Pepstatin A alters host cell autophagic machinery and leads to a decrease in influenza A virus production

• Published in: Journal of cellular physiology Vol. 226; no. 12; pp. 3368 - 3377
• Main Authors: Matarrese, Paola, Nencioni, Lucia, Checconi, Paola, Ciarlo, Laura, Gambardella, Lucrezia, Ascione, Barbara, Sgarbanti, Rossella, Garaci, Enrico, Malorni, Walter, Palamara, Anna Teresa
• Format: Journal Article
• Language: English
• Published: Hoboken Wiley Subscription Services, Inc., A Wiley Company 01.12.2011
• Subjects: Antiviral Agents - pharmacology; Apoptosis - drug effects; Autophagy - drug effects; Cathepsin A - antagonists & inhibitors; Cathepsin A - metabolism; Cathepsin D - antagonists & inhibitors; Cathepsin D - metabolism; Cell Line, Tumor; Dipeptides - pharmacology; Down-Regulation; Host-Pathogen Interactions - drug effects; Humans; Influenza A Virus, H1N1 Subtype - drug effects; Influenza A Virus, H1N1 Subtype - growth & development; Influenza A Virus, H1N1 Subtype - pathogenicity; Lysosomes - drug effects; Lysosomes - enzymology; Lysosomes - virology; Membrane Potential, Mitochondrial - drug effects; Pepstatins - pharmacology; Protease Inhibitors - pharmacology; Time Factors; Viral Proteins - metabolism; Virus Replication - drug effects
• ISSN: 0021-9541; 1097-4652
• DOI: 10.1002/jcp.22696

Autophagy is a survival mechanism that can take place in cells under metabolic stress and through which cells can recycle waste material.
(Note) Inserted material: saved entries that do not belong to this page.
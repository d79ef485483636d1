//! Job classification orchestrator
//!
//! Runs the lexical tier on every job and escalates to the semantic tier only
//! when the lexical result is inconclusive. Batches are classified
//! concurrently; one job's Tier 2 failure never affects its siblings.

use crate::config::{ClassifierConfig, DEFAULT_ESCALATION_THRESHOLD, DEFAULT_TIER2_TIMEOUT_MS};
use crate::lexical::LexicalMatcher;
use crate::semantic::{attempt_tier2, OpenAiCompatibleClassifier, SemanticClassifier, Tier2Attempt};
use futures::future::join_all;
use jobtriage_core::{ClassificationResult, JobDescription, JobInput, Result, TrafficLight};
use serde::{Deserialize, Serialize};
use std::collections::{BTreeMap, HashMap};
use std::sync::Arc;
use std::time::{Duration, Instant};
use tokio_util::sync::CancellationToken;
use tracing::{debug, info, info_span, warn, Instrument};

/// What happened to a job's Tier 2 escalation
#[derive(Debug, Clone, Copy, PartialEq, Eq, Hash, Serialize, Deserialize)]
#[serde(rename_all = "camelCase")]
pub enum EscalationOutcome {
    /// Tier 1 was conclusive
    NotNeeded,
    /// Escalation was wanted but Tier 2 is off for this call or deployment
    Disabled,
    /// Tier 2 answered and its conclusion was used
    Accepted,
    /// Tier 2 failed or timed out; Tier 1 stands
    Unavailable,
    /// The call ended before Tier 2 answered; Tier 1 stands
    Cancelled,
}

impl EscalationOutcome {
    /// Get a label for logs and metrics
    pub fn label(&self) -> &'static str {
        match self {
            Self::NotNeeded => "not_needed",
            Self::Disabled => "disabled",
            Self::Accepted => "accepted",
            Self::Unavailable => "unavailable",
            Self::Cancelled => "cancelled",
        }
    }

    /// True when escalation was wanted and a backend was asked
    pub fn attempted(&self) -> bool {
        matches!(self, Self::Accepted | Self::Unavailable | Self::Cancelled)
    }
}

/// Full record of one job's classification
#[derive(Debug, Clone, PartialEq, Eq, Serialize, Deserialize)]
#[serde(rename_all = "camelCase")]
pub struct JobClassification {
    /// Final per-job result
    pub result: ClassificationResult,

    /// The lexical result, kept even when Tier 2 decided
    pub tier1: ClassificationResult,

    /// Fate of the Tier 2 escalation
    pub escalation: EscalationOutcome,

    /// Wall-clock time for this job in microseconds
    pub latency_us: u64,
}

/// Per-call options
#[derive(Debug, Clone)]
pub struct ClassifyOptions {
    /// Allow Tier 2 for this call
    pub use_tier2: bool,

    /// Cancelled when the surrounding call goes away
    pub cancel: CancellationToken,
}

impl ClassifyOptions {
    /// Tier 1 only
    pub fn lexical_only() -> Self {
        Self {
            use_tier2: false,
            cancel: CancellationToken::new(),
        }
    }

    /// Tier 2 allowed, bound to the given token
    pub fn with_cancel(cancel: CancellationToken) -> Self {
        Self {
            use_tier2: true,
            cancel,
        }
    }
}

impl Default for ClassifyOptions {
    fn default() -> Self {
        Self::with_cancel(CancellationToken::new())
    }
}

/// When and how to escalate
#[derive(Debug, Clone, Copy, PartialEq, Eq)]
pub struct EscalationPolicy {
    /// Tier 1 confidence below this escalates
    pub threshold: u8,

    /// Deployment-level Tier 2 switch
    pub tier2_enabled: bool,

    /// Tier 2 deadline
    pub timeout: Duration,
}

impl Default for EscalationPolicy {
    fn default() -> Self {
        Self {
            threshold: DEFAULT_ESCALATION_THRESHOLD,
            tier2_enabled: true,
            timeout: Duration::from_millis(DEFAULT_TIER2_TIMEOUT_MS),
        }
    }
}

/// Two-tier job classifier
pub struct JobClassifier {
    lexical: LexicalMatcher,
    semantic: Option<Arc<dyn SemanticClassifier>>,
    policy: EscalationPolicy,
}

impl JobClassifier {
    /// Create a Tier 1 only classifier
    pub fn new(lexical: LexicalMatcher) -> Self {
        Self {
            lexical,
            semantic: None,
            policy: EscalationPolicy::default(),
        }
    }

    /// Install a Tier 2 backend
    pub fn with_semantic(mut self, semantic: Arc<dyn SemanticClassifier>) -> Self {
        self.semantic = Some(semantic);
        self
    }

    /// Replace the escalation policy
    pub fn with_policy(mut self, policy: EscalationPolicy) -> Self {
        self.policy = policy;
        self
    }

    /// Build from configuration. The OpenAI-compatible backend is installed
    /// only when Tier 2 is enabled.
    pub fn from_config(config: &ClassifierConfig) -> Result<Self> {
        config.validate()?;
        let lexical = LexicalMatcher::new(config.signal_table()?)?;

        let mut classifier = Self::new(lexical).with_policy(EscalationPolicy {
            threshold: config.escalation_threshold,
            tier2_enabled: config.tier2.enabled,
            timeout: config.tier2_timeout(),
        });

        if config.tier2.enabled {
            let backend = OpenAiCompatibleClassifier::from_config(&config.tier2);
            info!(
                backend = backend.name(),
                base_url = %config.tier2.base_url,
                timeout_ms = config.tier2.timeout_ms,
                "Tier 2 enabled"
            );
            classifier = classifier.with_semantic(Arc::new(backend));
        } else {
            info!("Tier 2 disabled, classifying with lexical signals only");
        }

        info!(
            signals = classifier.lexical.signal_count(),
            threshold = config.escalation_threshold,
            "Job classifier ready"
        );
        Ok(classifier)
    }

    /// The lexical matcher
    pub fn lexical(&self) -> &LexicalMatcher {
        &self.lexical
    }

    /// The escalation policy
    pub fn policy(&self) -> &EscalationPolicy {
        &self.policy
    }

    /// True when a Tier 2 backend is installed and enabled
    pub fn tier2_active(&self) -> bool {
        self.policy.tier2_enabled && self.semantic.is_some()
    }

    /// Whether a Tier 1 result should be sent to Tier 2.
    ///
    /// Red verdicts and blank descriptions are never escalated.
    pub fn needs_escalation(&self, description: &JobDescription, tier1: &ClassificationResult) -> bool {
        tier1.traffic_light != TrafficLight::Red
            && !description.is_blank()
            && (tier1.needs_review || tier1.below_threshold(self.policy.threshold))
    }

    /// Classify a single job
    pub async fn classify_job_complexity(
        &self,
        description: &JobDescription,
        options: &ClassifyOptions,
    ) -> JobClassification {
        let start = Instant::now();
        let tier1 = self
            .lexical
            .tier1_keyword_match(description.text(), description.catalog_matched());

        let (result, escalation) = if !self.needs_escalation(description, &tier1) {
            (tier1.clone(), EscalationOutcome::NotNeeded)
        } else {
            match self.semantic_backend(options) {
                None => (tier1.clone(), EscalationOutcome::Disabled),
                Some(backend) => self.escalate(backend, description, &tier1, options).await,
            }
        };

        let latency_us = start.elapsed().as_micros() as u64;
        record(&result, escalation, latency_us);
        debug!(
            light = %result.traffic_light,
            route = %result.recommended_route,
            confidence = result.confidence,
            tier = result.tier.number(),
            outcome = escalation.label(),
            latency_us,
            "Job classified"
        );

        JobClassification {
            result,
            tier1,
            escalation,
            latency_us,
        }
    }

    /// Classify a batch concurrently, keyed by job id.
    ///
    /// When an id appears more than once, the later job wins.
    pub async fn classify_batch(
        &self,
        jobs: &[JobInput],
        options: &ClassifyOptions,
    ) -> BTreeMap<String, JobClassification> {
        let mut last_index: HashMap<&str, usize> = HashMap::with_capacity(jobs.len());
        for (index, job) in jobs.iter().enumerate() {
            if last_index.insert(job.id.as_str(), index).is_some() {
                warn!(job_id = %job.id, "Duplicate job id in batch, later description wins");
            }
        }

        let futures = jobs
            .iter()
            .enumerate()
            .filter(|(index, job)| last_index.get(job.id.as_str()) == Some(index))
            .map(|(_, job)| {
                let description = job.to_description();
                let span = info_span!("job", job_id = %job.id);
                async move {
                    let classification = self.classify_job_complexity(&description, options).await;
                    (job.id.clone(), classification)
                }
                .instrument(span)
            });

        join_all(futures).await.into_iter().collect()
    }

    /// Classify a batch and return only the final per-job results
    pub async fn classify_multiple_jobs(
        &self,
        jobs: &[JobInput],
        options: &ClassifyOptions,
    ) -> BTreeMap<String, ClassificationResult> {
        self.classify_batch(jobs, options)
            .await
            .into_iter()
            .map(|(id, classification)| (id, classification.result))
            .collect()
    }

    fn semantic_backend(&self, options: &ClassifyOptions) -> Option<&Arc<dyn SemanticClassifier>> {
        if options.use_tier2 && self.policy.tier2_enabled {
            self.semantic.as_ref()
        } else {
            None
        }
    }

    async fn escalate(
        &self,
        backend: &Arc<dyn SemanticClassifier>,
        description: &JobDescription,
        tier1: &ClassificationResult,
        options: &ClassifyOptions,
    ) -> (ClassificationResult, EscalationOutcome) {
        let attempt = attempt_tier2(
            backend.as_ref(),
            description.text(),
            self.policy.timeout,
            &options.cancel,
        )
        .await;

        match attempt {
            Tier2Attempt::Answered(mut result) => {
                result.signals = tier1.signals.clone();
                (result, EscalationOutcome::Accepted)
            }
            Tier2Attempt::Cancelled => (tier1.clone(), EscalationOutcome::Cancelled),
            Tier2Attempt::Unavailable => (tier1.clone(), EscalationOutcome::Unavailable),
        }
    }
}

impl std::fmt::Debug for JobClassifier {
    fn fmt(&self, f: &mut std::fmt::Formatter<'_>) -> std::fmt::Result {
        f.debug_struct("JobClassifier")
            .field("lexical", &self.lexical)
            .field("semantic", &self.semantic.as_ref().map(|s| s.name().to_string()))
            .field("policy", &self.policy)
            .finish()
    }
}

fn record(result: &ClassificationResult, escalation: EscalationOutcome, latency_us: u64) {
    metrics::counter!(
        "jobtriage_jobs_classified_total",
        "light" => result.traffic_light.label(),
        "tier" => result.tier.label()
    )
    .increment(1);

    if escalation != EscalationOutcome::NotNeeded {
        metrics::counter!("jobtriage_tier2_outcomes_total", "outcome" => escalation.label())
            .increment(1);
    }

    metrics::histogram!("jobtriage_classification_latency_us").record(latency_us as f64);
}

#[cfg(test)]
mod tests {
    use super::*;
    use jobtriage_core::RecommendedRoute;

    fn classifier() -> JobClassifier {
        JobClassifier::new(LexicalMatcher::builtin().unwrap())
    }

    #[test]
    fn test_escalation_eligibility() {
        let c = classifier();

        let mould = JobDescription::new("bit of mould in bathroom corner", false);
        let tier1 = c.lexical().tier1_keyword_match(mould.text(), false);
        assert!(c.needs_escalation(&mould, &tier1));

        let tap = JobDescription::new("dripping tap", false);
        let tier1 = c.lexical().tier1_keyword_match(tap.text(), false);
        assert!(!c.needs_escalation(&tap, &tier1));

        let blank = JobDescription::new("  ", false);
        let tier1 = c.lexical().tier1_keyword_match(blank.text(), false);
        assert!(!c.needs_escalation(&blank, &tier1));

        let boiler = JobDescription::new("boiler's not working", false);
        let tier1 = c.lexical().tier1_keyword_match(boiler.text(), false);
        assert!(!c.needs_escalation(&boiler, &tier1));
    }

    #[tokio::test]
    async fn test_without_backend_escalation_is_disabled() {
        let c = classifier();
        let job = JobDescription::new("no idea what's wrong with the sink", false);

        let classification = c.classify_job_complexity(&job, &ClassifyOptions::default()).await;

        assert_eq!(classification.escalation, EscalationOutcome::Disabled);
        assert_eq!(classification.result, classification.tier1);
        assert_eq!(classification.result.recommended_route, RecommendedRoute::Video);
    }

    #[test]
    fn test_outcome_serialises_camel_case() {
        let json = serde_json::to_string(&EscalationOutcome::NotNeeded).unwrap();
        assert_eq!(json, "\"notNeeded\"");
        assert!(EscalationOutcome::Unavailable.attempted());
        assert!(!EscalationOutcome::Disabled.attempted());
    }
}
Disturbances in autophagic processes appear to be associated with a number of human pathologies, including viral infections. It has been hypothesized that viruses can subvert autophagy in order to penetrate the host cell and replicate. Because it has been suggested that autophagy is involved in influenza A virus replication, we analyzed the effects of two inhibitors of lysosomal proteases on the cellular control of influenza A virus replication. In particular, we used biochemical and morphological analyses to evaluate the modulation of influenza A/Puerto Rico/8/34 H1N1 virus production in the presence of CA074 and Pepstatin A, inhibitors of cathepsin proteases B and D, respectively. We found that Pepstatin A, but not CA074, significantly hindered influenza virus replication, probably by modulating host cell autophagic/apoptotic responses. These results are of potential interest to provide useful insights into the molecular pathways exploited by the influenza in order to replicate and to identify further cellular factors as targets for the development of innovative antiviral strategies. J. Cell. Physiol. 226: 3368–3377, 2011. © 2011 Wiley Periodicals, Inc.